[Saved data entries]
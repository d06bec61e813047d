//! Configuration loading from disk.

use std::fs;
use std::path::Path;

use crate::config::schema::AdapterConfig;
use crate::config::validation::{validate_config, ValidationError};

/// Error type for configuration loading.
#[derive(Debug)]
pub enum ConfigError {
    Io(std::io::Error),
    Parse(toml::de::Error),
    Validation(Vec<ValidationError>),
}

impl std::fmt::Display for ConfigError {
    fn fmt(&self, f: &mut std::fmt::Formatter<'_>) -> std::fmt::Result {
        match self {
            ConfigError::Io(e) => write!(f, "IO error: {}", e),
            ConfigError::Parse(e) => write!(f, "Parse error: {}", e),
            ConfigError::Validation(errors) => {
                write!(f, "Validation failed: ")?;
                for (i, err) in errors.iter().enumerate() {
                    if i > 0 {
                        write!(f, ", ")?;
                    }
                    write!(f, "{}", err)?;
                }
                Ok(())
            }
        }
    }
}

impl std::error::Error for ConfigError {
    fn source(&self) -> Option<&(dyn std::error::Error + 'static)> {
        match self {
            ConfigError::Io(e) => Some(e),
            ConfigError::Parse(e) => Some(e),
            ConfigError::Validation(_) => None,
        }
    }
}

/// Load and validate configuration from a TOML file.
pub fn load_config(path: &Path) -> Result<AdapterConfig, ConfigError> {
    let content = fs::read_to_string(path).map_err(ConfigError::Io)?;
    parse_config(&content)
}

/// Parse and validate configuration from TOML text.
pub fn parse_config(content: &str) -> Result<AdapterConfig, ConfigError> {
    let config: AdapterConfig = toml::from_str(content).map_err(ConfigError::Parse)?;

    validate_config(&config).map_err(ConfigError::Validation)?;

    Ok(config)
}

Directions for this task:
Set down every entry exactly as it appears.

Reply:
repository d06bec61e813047d
//! Configuration loading from disk.

use std::fs;
use std::path::Path;

use crate::config::schema::AdapterConfig;
use crate::config::validation::{validate_config, ValidationError};

/// Error type for configuration loading.
#[derive(Debug)]
pub enum ConfigError {
    Io(std::io::Error),
    Parse(toml::de::Error),
    Validation(Vec<ValidationError>),
}

impl std::fmt::Display for ConfigError {
    fn fmt(&self, f: &mut std::fmt::Formatter<'_>) -> std::fmt::Result {
        match self {
            ConfigError::Io(e) => write!(f, "IO error: {}", e),
            ConfigError::Parse(e) => write!(f, "Parse error: {}", e),
            ConfigError::Validation(errors) => {
                write!(f, "Validation failed: ")?;
                for (i, err) in errors.iter().enumerate() {
                    if i > 0 {
                        write!(f, ", ")?;
                    }
                    write!(f, "{}", err)?;
                }
                Ok(())
            }
        }
    }
}

impl std::error::Error for ConfigError {
    fn source(&self) -> Option<&(dyn std::error::Error + 'static)> {
        match self {
            ConfigError::Io(e) => Some(e),
            ConfigError::Parse(e) => Some(e),
            ConfigError::Validation(_) => None,
        }
    }
}

/// Load and validate configuration from a TOML file.
pub fn load_config(path: &Path) -> Result<AdapterConfig, ConfigError> {
    let content = fs::read_to_string(path).map_err(ConfigError::Io)?;
    parse_config(&content)
}

/// Parse and validate configuration from TOML text.
pub fn parse_config(content: &str) -> Result<AdapterConfig, ConfigError> {
    let config: AdapterConfig = toml::from_str(content).map_err(ConfigError::Parse)?;

    validate_config(&config).map_err(ConfigError::Validation)?;

    Ok(config)
}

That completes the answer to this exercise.